Aku beranjak dengan hentakan kaki yang dibuat-buat. Kenapa dia senang sekali menggodaku begitu? Padahal aku 'kan malu sekali.

"Inda, mau ke mana?"

"Aku mau tidur lagi, masih malam ini."

Aku hendak berbalik, hampir menabrak tubuh Mas Ares yang ternyata berada tepat di belakangku. Tadinya aku mau membawa bantal dan selimut yang tertinggal di sofa, tetapi Mas Ares ternyata sudah membawanya.

"Mau ke mana lagi?" tanyanya ketika aku hanya berdiam diri.

"Tadinya mau ngambil itu, tapi udah dibawa sama Mas," jelasku.

Ia hanya ber-oh kecil kemudian berjalan melewatiku.

"Sekarang sudah Mas bawa, tinggal kamu tidur aja lagi," ucapnya tanpa menoleh lagi.

"I-iya. Terima kasih."

Aku turut berjalan mengekorinya.

Mas Ares tidur terlentang, sedangkan aku menghadap ke arahnya. Apa tidak ada ucapan selamat malam, selamat tidur, mimpi indah? "Mas-"

"Ah, iya," gumamnya tiba-tiba.

Belum sempat aku berkata apa-apa, Mas Ares tiba-tiba mendaratkan kecupan manis di keningku.

Tentu saja hal tersebut membuat perasaanku campur aduk.
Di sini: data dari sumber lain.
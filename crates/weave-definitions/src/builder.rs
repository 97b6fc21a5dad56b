use weave_catalog::{CatalogMember, OverrideMarker, TypeCatalog, TypeName, Visibility};
use weave_context::ClassContext;

use crate::graph::{MemberDefinition, MemberId, MixinDefinition, MixinId, Participant, TargetClassDefinition};
use crate::problem::ResolutionProblem;
use crate::{chains, dependencies, introductions, ordering};

/// Turns a [`ClassContext`] into a [`TargetClassDefinition`].
///
/// Building is a pure function of the context and the catalog. It does not
/// fail: anything that cannot be resolved is recorded as a
/// [`ResolutionProblem`] on the affected node.
pub struct DefinitionBuilder<'c> {
    catalog: &'c dyn TypeCatalog,
}

impl<'c> DefinitionBuilder<'c> {
    pub fn new(catalog: &'c dyn TypeCatalog) -> Self {
        DefinitionBuilder { catalog }
    }

    pub fn build(&self, context: &ClassContext) -> TargetClassDefinition {
        log::debug!("building definition for `{}` with {} mixin(s)", context.target(), context.mixin_count());
        let mut definition = self.collect(context);
        link_overrides(&mut definition);
        let ordering = ordering::order_mixins(&definition, self.catalog);
        ordering::apply(&mut definition, ordering);
        chains::link_next_call_chains(&mut definition);
        dependencies::resolve(&mut definition, self.catalog);
        introductions::collect(&mut definition, self.catalog);
        log::debug!(
            "definition for `{}`: {} member(s), {} dependency(ies), {} problem(s)",
            definition.target,
            definition.members.len(),
            definition.dependencies.len(),
            definition.all_problems().len()
        );
        definition
    }

    fn collect(&self, context: &ClassContext) -> TargetClassDefinition {
        let target = context.target().clone();
        let target_info = self.catalog.lookup(&target);
        let mut definition = TargetClassDefinition {
            target: target.clone(),
            context: context.clone(),
            target_kind: target_info.map(|info| info.kind),
            is_sealed: target_info.map_or(false, |info| info.is_sealed),
            target_interfaces: self.catalog.interfaces(&target),
            attributes: target_info.map(|info| info.attributes.clone()).unwrap_or_default(),
            members: Vec::new(),
            target_members: Vec::new(),
            mixins: Vec::new(),
            mixin_order: Vec::new(),
            dependencies: Vec::new(),
            required_types: Vec::new(),
            composed_interfaces: Vec::new(),
            introduced_interfaces: Vec::new(),
            introduced_attributes: Vec::new(),
            ordering_cycles: Vec::new(),
            problems: Vec::new(),
        };
        if target_info.is_none() {
            record(&mut definition.problems, ResolutionProblem::UnknownType { name: target.clone() });
        }

        for member in self.catalog.members(&target) {
            let id = push_member(&mut definition, Participant::Target, member);
            definition.target_members.push(id);
        }

        for (index, mixin_context) in context.mixins().enumerate() {
            let id = MixinId(index as u32);
            let info = self.catalog.lookup(&mixin_context.mixin_type);
            let mixin_base = info.and_then(|info| info.mixin_base.as_ref());
            let mut mixin = MixinDefinition {
                id,
                mixin_type: mixin_context.mixin_type.clone(),
                context: mixin_context.clone(),
                kind: info.map(|info| info.kind),
                is_sealed: info.map_or(false, |info| info.is_sealed),
                constructor_visibility: info.map_or(Visibility::Public, |info| info.constructor_visibility),
                has_mixin_base: mixin_base.is_some(),
                face_types: mixin_base.map(|base| base.face.clone()).unwrap_or_default(),
                next_call_types: mixin_base.map(|base| base.next_call.clone()).unwrap_or_default(),
                interfaces: self.catalog.interfaces(&mixin_context.mixin_type),
                attributes: info.map(|info| info.attributes.clone()).unwrap_or_default(),
                members: Vec::new(),
                dependencies: Vec::new(),
                position: index,
                problems: Vec::new(),
            };
            if info.is_none() {
                record(&mut mixin.problems, ResolutionProblem::UnknownType { name: mixin.mixin_type.clone() });
            }
            definition.mixins.push(mixin);

            for member in self.catalog.members(&mixin_context.mixin_type) {
                let member_id = push_member(&mut definition, Participant::Mixin(id), member);
                definition.mixins[index].members.push(member_id);
            }
        }
        definition
    }
}

fn push_member(definition: &mut TargetClassDefinition, owner: Participant, member: CatalogMember<'_>) -> MemberId {
    let id = MemberId(definition.members.len() as u32);
    definition.members.push(MemberDefinition {
        id,
        owner,
        declaring_type: member.declaring_type.clone(),
        signature: member.info.signature.clone(),
        visibility: member.info.visibility,
        is_abstract: member.info.is_abstract,
        is_virtual: member.info.is_virtual,
        is_final: member.info.is_final,
        override_marker: member.info.override_marker.clone(),
        overrides: Vec::new(),
        overridden_by: Vec::new(),
        base: None,
        next_call_chain: Vec::new(),
        problems: Vec::new(),
    });
    id
}

pub(crate) fn record(problems: &mut Vec<ResolutionProblem>, problem: ResolutionProblem) {
    log::warn!("{problem}");
    problems.push(problem);
}

/// Connects members marked as overrides with the members they override.
///
/// Mixin members marked `Target` are matched against the target's members,
/// target members marked `Mixin` against the members of the named mixin
/// (or of every mixin).
fn link_overrides(definition: &mut TargetClassDefinition) {
    for mixin_index in 0..definition.mixins.len() {
        let member_ids = definition.mixins[mixin_index].members.clone();
        for member_id in member_ids {
            let member = definition.member(member_id);
            if member.override_marker != Some(OverrideMarker::Target) {
                continue;
            }
            if definition.mixins[mixin_index].context.is_suppressed(&member.signature.name) {
                log::debug!("`{}` suppressed by its mixin context", definition.member_path(member_id));
                continue;
            }
            let candidates: Vec<MemberId> = definition
                .target_members
                .iter()
                .copied()
                .filter(|candidate| definition.member(*candidate).signature.matches(&member.signature))
                .collect();
            let expected = format!("target `{}`", definition.target);
            connect(definition, member_id, candidates, expected);
        }
    }

    for member_id in definition.target_members.clone() {
        let Some(OverrideMarker::Mixin { mixin }) = definition.member(member_id).override_marker.clone() else {
            continue;
        };
        let signature = &definition.member(member_id).signature;
        let candidates: Vec<MemberId> = definition
            .mixins
            .iter()
            .filter(|candidate| mixin.as_ref().map_or(true, |name| &candidate.mixin_type == name))
            .flat_map(|candidate| candidate.members.iter().copied())
            .filter(|candidate| definition.member(*candidate).signature.matches(signature))
            .collect();
        let expected = match &mixin {
            Some(name) => format!("mixin `{name}`"),
            None => "any mixin".to_string(),
        };
        connect(definition, member_id, candidates, expected);
    }
}

fn connect(definition: &mut TargetClassDefinition, overrider: MemberId, candidates: Vec<MemberId>, expected: String) {
    match candidates.as_slice() {
        [] => {
            let problem = ResolutionProblem::OverrideTargetNotFound { member: definition.member_path(overrider), expected };
            record(&mut definition.members[overrider.index()].problems, problem);
        }
        [overridden] => {
            let overridden = *overridden;
            log::trace!("`{}` overrides `{}`", definition.member_path(overrider), definition.member_path(overridden));
            let member = &mut definition.members[overrider.index()];
            member.overrides.push(overridden);
            member.base = Some(overridden);
            definition.members[overridden.index()].overridden_by.push(overrider);
        }
        _ => {
            let problem = ResolutionProblem::AmbiguousOverride {
                member: definition.member_path(overrider),
                candidates: candidates.iter().map(|id| definition.member_path(*id)).collect(),
            };
            record(&mut definition.members[overrider.index()].problems, problem);
        }
    }
}

/// Whether `participant` is assignable to `ty`.
pub(crate) fn participant_is_assignable(
    definition: &TargetClassDefinition,
    catalog: &dyn TypeCatalog,
    participant: Participant,
    ty: &TypeName,
) -> bool {
    catalog.is_assignable(definition.participant_type(participant), ty)
}
use std::path::Path;

use weave_catalog::TypeName;

use crate::commands::compose;
use crate::error::CliError;
use crate::manifest::Manifest;

pub fn export_metadata(manifest: &Manifest, target: &TypeName, mixin: &TypeName) -> Result<String, CliError> {
    let composition = compose(manifest, target)?;
    let metadata = composition
        .mixin_metadata(mixin)
        .ok_or_else(|| CliError::NoConcreteType { target: target.clone(), mixin: mixin.clone() })?;
    Ok(weave_identity::export(metadata)?)
}

pub fn handle_export(
    manifest_path: &Path,
    target: &TypeName,
    mixin: &TypeName,
    output: Option<&Path>,
) -> Result<(), CliError> {
    let manifest = Manifest::load(manifest_path)?;
    let blob = export_metadata(&manifest, target, mixin)?;
    match output {
        Some(path) => {
            std::fs::write(path, blob).map_err(|source| CliError::Write { path: path.to_path_buf(), source })?;
            log::info!("wrote metadata for `{mixin}` to {}", path.display());
        }
        None => println!("{blob}"),
    }
    Ok(())
}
Kenapa dia senang sekali tiba-tiba menciumku? Padahal kalau izin terlebih dahulu, aku bisa mempersiapkan jantungku supaya tidak melompat ke luar.

"Sekarang lebih baik kamu tidur lagi! Jangan sedih-sedih lagi ya," bisiknya dengan wajah yang kurasa terbilang cukup dekat.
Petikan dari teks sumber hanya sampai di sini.